What Are Personalized Lung Cancer Treatments?

Lung Cancer Treatments

Advances in personalized treatments have contributed to the decrease in deaths associated with lung cancer. Personalized medicine has been a game-changer in treating this condition, and therapies targeting a patient’s tumor have been developed to make the treatment efficient.

How Targeted Therapy Works

Personalized medicine enables cancer diagnosis to be more accurate and the treatment process more effective since it analyzes a patient’s tumor’s specific genetic makeup. This approach is practical for non-small-cell lung cancer (NSLC), which makes up 90% of all lung cancer cases. During the diagnosis, the doctor performs a biopsy by obtaining a tissue sample from a patient’s tumor and assessing it under a microscope to establish the type of cancer. With personalized medicine, lung cancer Newport Beach doctors will perform comprehensive biomarker testing to assess proteins and specific gene mutations linked to lung cancer. It enables the health care professional to determine whether the patient requires an FDA-approved targeted therapy or chemotherapy.

Common Gene Mutations And Treatments

Personalized treatments target patients’ proteins and gene mutations and cause minimal side effects. The approach zeroes in on various cancer cells to prevent damage to healthy ones. They are often used during stage IV but can also be given to the patients earlier in certain situations. Unlike chemotherapy, the medications are taken each day as pills and have helped control cancer for years. If the symptoms come back eventually, the doctor may perform a biomarker test again to establish whether the patient has a new mutation which helps guide the treatment process.

Common mutations and their treatment include.
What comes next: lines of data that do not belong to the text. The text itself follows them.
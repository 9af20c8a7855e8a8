use thiserror::Error;

#[derive(Debug, Error)]
pub enum SpeechError {
    #[error("speech synthesis failed: {0}")]
    Synthesis(String),
    #[error("preference store error: {0}")]
    Preferences(String),
    #[error(transparent)]
    Io(#[from] std::io::Error),
    #[error(transparent)]
    Json(#[from] serde_json::Error),
}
  • EGFR: This mutation is common for non-smokers. Patients with stage IV cancer and those who have had a successful surgery with earlier stage lung cancer are provided with an EGFR-targeted tyrosine kinase inhibitor (TKI) pill.
  • ALK: Individuals with ALK-positive lung cancer are usually non-smokers and younger. Patients with stage IV lung cancer are prescribed ALK inhibitors and may be given Pemetrexed chemotherapy which works best with this type of cancer.
  • ROS-1: This gene is usually part of the CD74 gene and causes uncontrollable cancer cell growth. This condition is mainly seen in younger non-smokers and individuals with this cancer who have the ROS1 inhibitor pill prescribed.

Lung cancer is a fatal and complex disease. Recent discoveries of activating fusion genes involving ALK and mutations in EGFR have facilitated the development of personalized treatment for lung cancer. The use of biomarkers has benefited several patients, which improves survival rates.